Digital innovation is quickly taking hold at healthcare organizations across the country as a way to offer better patient care and reduce clinician workload. But there are vast differences between the rates of digital transformation in healthcare systems.
The Cleveland Clinic in Ohio, for instance, leads the pack in many ways as it forms partnerships and adopts new tech to stay on the bleeding edge of health IT. Meanwhile, places such as Delaware Guidance Services, a nonprofit provider of comprehensive psychiatric services for children, are adopting new digital services to simply stay afloat with limited resources. With widespread digital adoption rates, it can be difficult to sift out exactly how digital innovation is progressing.
So where does healthcare digital transformation stand and what are IT leaders targeting as we move into the new year? The American Hospital Association and AVIA surveyed 317 hospital executives in order to figure this out, and found that digital transformation is top of mind for the majority of health IT executives.
According to the survey, 75 percent of hospital executives reported that digital innovation is a priority at their organization as well as a necessity to remain competitive in the healthcare market.
“It’s clear that hospitals recognize and embrace the importance of digital innovation,” Maryjane Wurth, the AHA’s executive vice president and chief operating officer, said in a statement. “Our hope is that by collecting and sharing this data about their aspirations, priorities and challenges we can accelerate the pace of change in the field.”
A Look at the Path Forward for Health IT Innovation
Despite the enthusiasm from executives, there are still significant barriers to digital innovation for many health systems, including resources, funding and operational capacity.
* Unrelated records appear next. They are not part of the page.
//! A candidate pipeline: normalizer -> preprocessor -> [rebalancer] ->
//! [reducer] -> classifier.
//!
//! The stage set is fixed, so the fitted pipeline is a plain struct of
//! stages rather than a list of boxed transformers.

use log::debug;
use polars::prelude::DataFrame;
use serde::{Deserialize, Serialize};
use smartcore::linalg::basic::arrays::Array;
use smartcore::linalg::basic::matrix::DenseMatrix;

use crate::classifier::{ClassifierSpec, FittedClassifier};
use crate::metrics;
use crate::normalizer::FeatureNormalizer;
use crate::preprocess::{ColumnPreprocessor, FittedPreprocessor};
use crate::rebalance::Smote;
use crate::reducer::{FittedReducer, ReducerSpec};
use crate::{FeatureMatrix, Result};

/// Unfitted configuration of one candidate.
#[derive(Debug, Clone, PartialEq, Serialize, Deserialize)]
pub struct PipelineSpec {
    pub name: String,
    /// Applied to encoded training rows only, never at transform time.
    pub rebalance: Option<Smote>,
    pub reducer: Option<ReducerSpec>,
    pub classifier: ClassifierSpec,
}

impl PipelineSpec {
    pub fn fit(&self, df: &DataFrame, y: &[i32]) -> Result<FittedPipeline> {
        let normalizer = FeatureNormalizer;
        let normalized = normalizer.transform(df)?;
        let preprocessor = ColumnPreprocessor::default().fit(&normalized)?;
        let encoded = preprocessor.transform(&normalized)?;

        let (encoded, labels) = match &self.rebalance {
            Some(smote) => smote.resample(&encoded, y)?,
            None => (encoded, y.to_vec()),
        };

        let (reducer, features) = match self.reducer {
            Some(spec) => {
                let reducer = FittedReducer::fit(spec, &encoded)?;
                let reduced = reducer.transform(&encoded)?;
                (Some(reducer), reduced)
            }
            None => (None, encoded),
        };

        let classifier = FittedClassifier::fit(self.classifier, &features, &labels)?;
        debug!(
            "fitted {} on {} rows x {} features",
            self.name,
            features.len(),
            features.first().map(Vec::len).unwrap_or(0)
        );
        Ok(FittedPipeline {
            normalizer,
            preprocessor,
            reducer,
            classifier,
        })
    }
}

/// Every fitted stage of a pipeline; this is what gets persisted.
#[derive(Debug, Clone, PartialEq, Serialize, Deserialize)]
pub struct FittedPipeline {
    pub normalizer: FeatureNormalizer,
    pub preprocessor: FittedPreprocessor,
    pub reducer: Option<FittedReducer>,
    pub classifier: FittedClassifier,
}

impl FittedPipeline {
    /// Runs the frozen transform chain up to the classifier input.
    pub fn transform(&self, df: &DataFrame) -> Result<FeatureMatrix> {
        let normalized = self.normalizer.transform(df)?;
        let encoded = self.preprocessor.transform(&normalized)?;
        match &self.reducer {
            Some(reducer) => reducer.transform(&encoded),
            None => Ok(encoded),
        }
    }

    /// `[P(class 0), P(class 1)]` per row.
    pub fn predict_proba(&self, df: &DataFrame) -> Result<Vec<[f64; 2]>> {
        Ok(self
            .transform(df)?
            .iter()
            .map(|row| {
                let positive = self.classifier.positive_probability(row).clamp(0.0, 1.0);
                [1.0 - positive, positive]
            })
            .collect())
    }

    /// Class 1 only when it is strictly more probable than class 0.
    pub fn predict(&self, df: &DataFrame) -> Result<Vec<i32>> {
        Ok(self
            .predict_proba(df)?
            .iter()
            .map(|[_, positive]| i32::from(*positive > 0.5))
            .collect())
    }

    pub fn score(&self, df: &DataFrame, y: &[i32]) -> Result<f64> {
        Ok(metrics::accuracy(y, &self.predict(df)?))
    }
}

/// Row-major feature rows to the matrix type smartcore estimators take.
pub fn convert_features_to_matrix(rows: &[Vec<f64>]) -> DenseMatrix<f64> {
    let nrows = rows.len();
    let ncols = rows.first().map(Vec::len).unwrap_or(0);
    let values: Vec<f64> = rows.iter().flatten().copied().collect();
    DenseMatrix::new(nrows, ncols, values, false)
}

pub fn matrix_to_rows(matrix: &DenseMatrix<f64>) -> FeatureMatrix {
    let (nrows, ncols) = matrix.shape();
    (0..nrows)
        .map(|r| (0..ncols).map(|c| *matrix.get((r, c))).collect())
        .collect()
}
As health IT leaders move forward and push through these issues, AHA and AVIA’s Executive Report lays out five priorities for digital innovation:
Patient-generated data and customized services: New technologies, such as wearables, have entered the scene and offered healthcare providers mountains of data they haven’t had before. Once health systems understand how to securely gather and incorporate data into their operations, “these data sets can allow hospitals and health systems to provide more nimble and personalized care, track population health trends, and efficiently structure patient services,” the report says, specifically noting that the data can help providers take better care of patients with chronic conditions through constant monitoring or “proactively [managing] population health needs.”
Network utilization and management: With the move toward value-based care, health systems are looking for better ways to keep patients in their network. “Digital solutions can help to solve this problem in a variety of ways, including tracking patient utilization data to report and analyze profitability, improving demand management by confirming referral appropriateness and patient readiness, and improving service and access by simplifying scheduling,” the report states.
Referral management and in-network retention: “Matching the right patient to the right physician at the right time through more effective referral management has become a key strategic and operational imperative for hospitals and health systems,” the report states. Logic-based digital tools can offer analysis and decision support to help hospitals and organizations play matchmaker.
Social community support: Emerging digital solutions can play a big role in improving public health and supporting underserved populations effectively. These solutions offer “new opportunities to share data and connect to community partners, providing a virtual network to support the patient,” the report states, adding that with proper use they can help to improve care coordination and outcomes, reducing costs in the long run.
Convenient patient access: Just 26 percent of healthcare executives reported that they had implemented solutions, such as patient portals, to improve patient access to their own health information. But as the world becomes evermore transparent and digital, patients are demanding access. If organizations don’t provide it, patients turn to nontraditional forms of care, leaving health systems behind. “Digital solutions offer opportunities to make it easier for patients to conveniently access their healthcare services, including remote diagnostic tools like telemedicine or virtual exams,” the report states, noting that these technologies will allow organizations to remain competitive.